Pharmacokinetics of factors IX, recombinant human activated factor VII and factor XIII

Summary.  There is now a volume of literature on the pharmacokinetics (PK) of coagulation factor concentrates, although the majority is on factor VIII (FVIII) and factor IX (FIX). PK of FIX and FVIII are different with FIX having a larger volume of distribution ( V dss ), higher elimination clearance (CL), longer mean resident time (MRT) and longer terminal half‐life ( T 1/2, β ). Factor IX in vivo recovery (IVR) is also much shorter possibly due to reversible binding of FIX to the endothelium and possibly to platelets.
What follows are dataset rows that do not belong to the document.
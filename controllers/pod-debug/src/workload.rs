//! Uniform view over the supported workload kinds.
//!
//! `Deployment` and `StatefulSet` are structurally identical as far as this
//! controller is concerned: both carry a pod template, replica status and
//! standard object metadata. The [`Workload`] trait captures exactly that so
//! the reconciler, mutator and service synchronizer are written once.

use k8s_openapi::api::apps::v1::{Deployment, StatefulSet};
use k8s_openapi::NamespaceResourceScope;
use k8s_openapi::api::core::v1::PodTemplateSpec;
use kube::{Resource, ResourceExt};
use serde::Serialize;
use serde::de::DeserializeOwned;
use std::collections::BTreeMap;
use std::fmt::{self, Debug};

/// Replica counts reported in a workload's status.
#[derive(Debug, Clone, Copy, Default, PartialEq, Eq)]
pub struct ReplicaCounts {
    pub replicas: i32,
    pub ready: i32,
    pub available: i32,
}

/// A namespaced workload that owns a pod template.
///
/// Owner-reference capability comes from [`kube::Resource`]
/// (`controller_owner_ref`), which every implementor already provides.
pub trait Workload:
    Resource<DynamicType = (), Scope = NamespaceResourceScope>
    + Clone
    + Debug
    + Serialize
    + DeserializeOwned
    + Send
    + Sync
    + 'static
{
    /// The pod template, if the object carries a spec.
    fn pod_template(&self) -> Option<&PodTemplateSpec>;

    /// Mutable access to the pod template, if the object carries a spec.
    fn pod_template_mut(&mut self) -> Option<&mut PodTemplateSpec>;

    /// Replica, ready and available counts from the status.
    fn replica_counts(&self) -> ReplicaCounts;

    /// Labels of the pod template, used as the companion Service selector.
    fn template_labels(&self) -> BTreeMap<String, String> {
        self.pod_template()
            .and_then(|template| template.metadata.as_ref())
            .and_then(|metadata| metadata.labels.clone())
            .unwrap_or_default()
    }

    /// `name` + `image` of every container in the template, in order.
    fn container_summary(&self) -> Vec<ContainerSummary> {
        self.pod_template()
            .and_then(|template| template.spec.as_ref())
            .map(|spec| {
                spec.containers
                    .iter()
                    .map(|container| ContainerSummary {
                        name: container.name.clone(),
                        image: container.image.clone().unwrap_or_default(),
                    })
                    .collect()
            })
            .unwrap_or_default()
    }
}

impl Workload for Deployment {
    fn pod_template(&self) -> Option<&PodTemplateSpec> {
        self.spec.as_ref().map(|spec| &spec.template)
    }

    fn pod_template_mut(&mut self) -> Option<&mut PodTemplateSpec> {
        self.spec.as_mut().map(|spec| &mut spec.template)
    }

    fn replica_counts(&self) -> ReplicaCounts {
        self.status
            .as_ref()
            .map(|status| ReplicaCounts {
                replicas: status.replicas.unwrap_or_default(),
                ready: status.ready_replicas.unwrap_or_default(),
                available: status.available_replicas.unwrap_or_default(),
            })
            .unwrap_or_default()
    }
}

impl Workload for StatefulSet {
    fn pod_template(&self) -> Option<&PodTemplateSpec> {
        self.spec.as_ref().map(|spec| &spec.template)
    }

    fn pod_template_mut(&mut self) -> Option<&mut PodTemplateSpec> {
        self.spec.as_mut().map(|spec| &mut spec.template)
    }

    fn replica_counts(&self) -> ReplicaCounts {
        self.status
            .as_ref()
            .map(|status| ReplicaCounts {
                replicas: status.replicas,
                ready: status.ready_replicas.unwrap_or_default(),
                available: status.available_replicas.unwrap_or_default(),
            })
            .unwrap_or_default()
    }
}

/// A container's name and image, as logged by the observe step.
#[derive(Debug, Clone, PartialEq, Eq)]
pub struct ContainerSummary {
    pub name: String,
    pub image: String,
}

impl fmt::Display for ContainerSummary {
    fn fmt(&self, f: &mut fmt::Formatter<'_>) -> fmt::Result {
        write!(f, "{}={}", self.name, self.image)
    }
}

/// Identity of a namespaced object, the key reconciliation is serialized on.
#[derive(Debug, Clone, PartialEq, Eq, Hash)]
pub struct ObjectKey {
    pub namespace: String,
    pub name: String,
}

impl ObjectKey {
    pub fn new(namespace: impl Into<String>, name: impl Into<String>) -> Self {
        Self {
            namespace: namespace.into(),
            name: name.into(),
        }
    }

    /// Key of an existing object; objects without a namespace fall back to `default`.
    pub fn of<K: Resource>(object: &K) -> Self {
        Self::new(
            object.namespace().unwrap_or_else(|| "default".to_string()),
            object.name_any(),
        )
    }
}

impl fmt::Display for ObjectKey {
    fn fmt(&self, f: &mut fmt::Formatter<'_>) -> fmt::Result {
        write!(f, "{}/{}", self.namespace, self.name)
    }
}
/// Per-call scratch state. Reset at the start of every evaluation.
#[derive(Debug, Clone, Default)]
pub struct EvaluationContext {
    inputs: IndexMap<String, f64>,
    clamped: Vec<String>,
    fuzzified: IndexMap<String, IndexMap<String, FuzzyValue>>,
    activations: IndexMap<String, FuzzyValue>,
    rules_fired: usize,
    output: Option<Evaluation>,
}

impl EvaluationContext {
    pub fn new() -> Self {
        Self::default()
    }

    pub fn reset(&mut self) {
        self.inputs.clear();
        self.clamped.clear();
        self.fuzzified.clear();
        self.activations.clear();
        self.rules_fired = 0;
        self.output = None;
    }

    /// Effective crisp inputs after the input policy was applied
    pub fn inputs(&self) -> &IndexMap<String, f64> {
        &self.inputs
    }

    /// Fuzzified degrees: variable -> set -> degree
    pub fn fuzzified(&self) -> &IndexMap<String, IndexMap<String, FuzzyValue>> {
        &self.fuzzified
    }

    pub fn activations(&self) -> &IndexMap<String, FuzzyValue> {
        &self.activations
    }

    pub fn output(&self) -> Option<&Evaluation> {
        self.output.as_ref()
    }

    pub fn take_output(&mut self) -> Option<Evaluation> {
        self.output.take()
    }
}

/// Fuzzy inference system: antecedents, one consequent, rules and settings
#[derive(Debug, Clone)]
pub struct InferenceSystem {
    antecedents: IndexMap<String, LinguisticVariable>,
    consequent: LinguisticVariable,
    rules: Vec<Rule>,
    settings: EngineSettings,
}

impl InferenceSystem {
    /// Build a system, checking roles, names and every rule reference.
    pub fn new(
        antecedents: Vec<LinguisticVariable>,
        consequent: LinguisticVariable,
        rules: Vec<Rule>,
        settings: EngineSettings,
    ) -> FuzzyResult<Self> {
        fuzzy_ensure!(
            consequent.role() == Role::Consequent,
            role_mismatch(consequent.name(), Role::Consequent)
        );
        fuzzy_ensure!(
            !rules.is_empty(),
            FuzzyError::new(ErrorCode::EmptyRuleBase, "An inference system needs at least one rule")
        );

        let mut by_name: IndexMap<String, LinguisticVariable> =
            IndexMap::with_capacity(antecedents.len());
        for var in antecedents {
            fuzzy_ensure!(
                var.role() == Role::Antecedent,
                role_mismatch(var.name(), Role::Antecedent)
            );
            fuzzy_ensure!(
                var.name() != consequent.name() && !by_name.contains_key(var.name()),
                FuzzyError::duplicate_variable(var.name())
            );
            by_name.insert(var.name().to_string(), var);
        }

        let system = Self {
            antecedents: by_name,
            consequent,
            rules,
            settings,
        };
        for rule in &system.rules {
            system.check_rule(rule)?;
        }
        Ok(system)
    }

    fn check_rule(&self, rule: &Rule) -> FuzzyResult<()> {
        for r in rule.antecedent.references() {
            let var = match self.antecedents.get(&r.variable) {
                Some(var) => var,
                None if r.variable == self.consequent.name() => {
                    return Err(role_mismatch(&r.variable, Role::Antecedent)
                        .with_context("rule", rule.label.as_str()));
                }
                None => {
                    return Err(FuzzyError::unknown_variable(&r.variable)
                        .with_context("rule", rule.label.as_str()));
                }
            };
            if !var.has_set(&r.set) {
                return Err(FuzzyError::unknown_set(&r.variable, &r.set)
                    .with_context("rule", rule.label.as_str()));
            }
        }

        let SetRef { variable, set } = &rule.consequent;
        if variable != self.consequent.name() {
            let err = if self.antecedents.contains_key(variable) {
                role_mismatch(variable, Role::Consequent)
            } else {
                FuzzyError::unknown_variable(variable)
            };
            return Err(err.with_context("rule", rule.label.as_str()));
        }
        if !self.consequent.has_set(set) {
            return Err(FuzzyError::unknown_set(variable, set)
                .with_context("rule", rule.label.as_str()));
        }
        Ok(())
    }

    pub fn antecedents(&self) -> impl Iterator<Item = &LinguisticVariable> {
        self.antecedents.values()
    }

    pub fn antecedent(&self, name: &str) -> FuzzyResult<&LinguisticVariable> {
        self.antecedents
            .get(name)
            .ok_or_else(|| FuzzyError::unknown_variable(name))
    }

    pub fn consequent(&self) -> &LinguisticVariable {
        &self.consequent
    }

    pub fn rules(&self) -> &[Rule] {
        &self.rules
    }

    pub fn settings(&self) -> &EngineSettings {
        &self.settings
    }

    /// Evaluate with a fresh context
    pub fn evaluate(&self, inputs: &[(&str, f64)]) -> FuzzyResult<Evaluation> {
        let mut ctx = EvaluationContext::new();
        self.evaluate_with(&mut ctx, inputs)?;
        ctx.take_output()
            .ok_or_else(|| FuzzyError::internal("evaluation finished without an output"))
    }

    /// Evaluate into a caller-owned context. The context is reset first.
    pub fn evaluate_with<'c>(
        &self,
        ctx: &'c mut EvaluationContext,
        inputs: &[(&str, f64)],
    ) -> FuzzyResult<&'c Evaluation> {
        ctx.reset();

        for (i, (name, _)) in inputs.iter().enumerate() {
            fuzzy_ensure!(
                self.antecedents.contains_key(*name),
                FuzzyError::unknown_variable(name)
            );
            fuzzy_ensure!(
                inputs[..i].iter().all(|(seen, _)| seen != name),
                FuzzyError::duplicate_variable(name)
                    .with_hint("Supply each input variable exactly once")
            );
        }

        // Fuzzification
        for (name, var) in &self.antecedents {
            let raw = inputs
                .iter()
                .find(|(n, _)| n == name)
                .map(|(_, v)| *v)
                .ok_or_else(|| FuzzyError::missing_input(name))?;
            let x = self.admit_input(var, raw, &mut ctx.clamped)?;
            ctx.inputs.insert(name.clone(), x);
            ctx.fuzzified.insert(name.clone(), var.fuzzify(x));
        }

        // Rule evaluation and aggregation per consequent set
        for name in self.consequent.set_names() {
            ctx.activations.insert(name.to_string(), FuzzyValue::ZERO);
        }
        for rule in &self.rules {
            let degree = rule.antecedent.degree(&ctx.fuzzified)?;
            if !degree.is_zero() {
                ctx.rules_fired += 1;
            }
            let slot = ctx
                .activations
                .get_mut(&rule.consequent.set)
                .ok_or_else(|| FuzzyError::unknown_set(self.consequent.name(), &rule.consequent.set))?;
            *slot = slot.or(&degree);
        }

        // Implication and aggregation over the output universe
        let points = self.sample_points(&ctx.activations);
        let curve: Vec<(f64, f64)> = points
            .into_iter()
            .map(|x| (x, self.aggregate_at(&ctx.activations, x)))
            .collect();

        // Defuzzification
        let output = match self.settings.defuzzifier.defuzzify(&curve) {
            Some(value) => value,
            None => match self.settings.zero_area {
                ZeroAreaPolicy::Error => {
                    return Err(FuzzyError::defuzzification(self.consequent.name()));
                }
                ZeroAreaPolicy::Midpoint => {
                    let mid = self.consequent.universe().midpoint();
                    warn!(
                        variable = self.consequent.name(),
                        fallback = mid,
                        "no rule fired, using universe midpoint"
                    );
                    mid
                }
            },
        };

        debug!(
            inputs = ?ctx.inputs,
            rules_fired = ctx.rules_fired,
            output,
            "evaluated {}",
            self.consequent.name()
        );

        ctx.output = Some(Evaluation {
            output,
            curve,
            activations: ctx
                .activations
                .iter()
                .map(|(name, v)| (name.clone(), v.value()))
                .collect(),
            clamped: ctx.clamped.clone(),
            rules_fired: ctx.rules_fired,
        });
        ctx.output
            .as_ref()
            .ok_or_else(|| FuzzyError::internal("evaluation output missing"))
    }

    /// Apply the input policy to one crisp input
    fn admit_input(
        &self,
        var: &LinguisticVariable,
        x: f64,
        clamped: &mut Vec<String>,
    ) -> FuzzyResult<f64> {
        fuzzy_ensure!(x.is_finite(), FuzzyError::non_finite(var.name(), x));

        let universe = var.universe();
        if universe.contains(x) {
            return Ok(x);
        }

        let (lo, hi) = universe.bounds();
        match self.settings.input_policy {
            InputPolicy::Reject => Err(FuzzyError::input_range(var.name(), x, lo, hi)
                .with_hint("Use the clamp input policy to accept out-of-range values")),
            InputPolicy::Clamp => {
                let clamped_x = universe.clamp(x);
                warn!(
                    variable = var.name(),
                    value = x,
                    clamped = clamped_x,
                    "input outside universe [{}, {}], clamping",
                    lo,
                    hi
                );
                clamped.push(var.name().to_string());
                Ok(clamped_x)
            }
        }
    }

    /// Output sample points: the universe, plus for the area centroid the
    /// breakpoints and level crossings of every activated set.
    fn sample_points(&self, activations: &IndexMap<String, FuzzyValue>) -> Vec<f64> {
        let universe = self.consequent.universe();
        let mut points: Vec<f64> = universe.points().collect();

        if self.settings.defuzzifier.wants_refined_universe() {
            for set in self.consequent.sets() {
                let alpha = activations
                    .get(&set.name)
                    .map(FuzzyValue::value)
                    .unwrap_or(0.0);
                if alpha <= 0.0 {
                    continue;
                }
                let (a, b, c) = set.membership.breakpoints();
                points.extend([a, b, c]);
                if alpha < 1.0 {
                    if a < b {
                        points.push(a + alpha * (b - a));
                    }
                    if b < c {
                        points.push(c - alpha * (c - b));
                    }
                }
            }
            points.retain(|x| universe.contains(*x));
            points.sort_by(f64::total_cmp);
            points.dedup_by(|x, prev| (*x - *prev).abs() < POINT_EPSILON);
        }

        points
    }

    /// Aggregated membership at `x`: max over sets of min(activation, μ(x))
    fn aggregate_at(&self, activations: &IndexMap<String, FuzzyValue>, x: f64) -> f64 {
        self.consequent
            .sets()
            .filter_map(|set| {
                activations
                    .get(&set.name)
                    .map(|alpha| alpha.and(&set.membership_of(x)))
            })
            .fold(FuzzyValue::ZERO, |acc, v| acc.or(&v))
            .value()
    }
}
There is considerable FIX PK variability between products (particularly between plasma‐derived FIX and recombinant FIX), and between individuals. Important inter‐individual factors leading to PK variability include age and body weight because plasma volume as a fraction of body weight decreases with increasing weight and hence age. Thus, IVR increases with body weight and hence age and is consequently lower in children than in adults. Absolute V dss and CL increase linearly with body weight and age in children and adolescents, becoming stable in adults with more stable weight. Inter‐individual variability also likely applies to other clotting factors, particularly to recombinant activated FVII (rFVIIa) but likely also to the less well studied factor XIII (FXIII). The former is known to have an extremely short T 1/2, β , large V dss , high CL, short MRT, whereas the latter has an extremely long T 1/2, β , large V dss , short CL and long MRT. Both are discussed in this article. Understanding of PK of specific clotting factors in individual patients is important in order to make decisions regarding appropriate dosage and dosage intervals to treat patients, and to allow by means of computer modelling the determination of dosage to achieve target trough level at various dosing intervals for patients undergoing prophylaxis.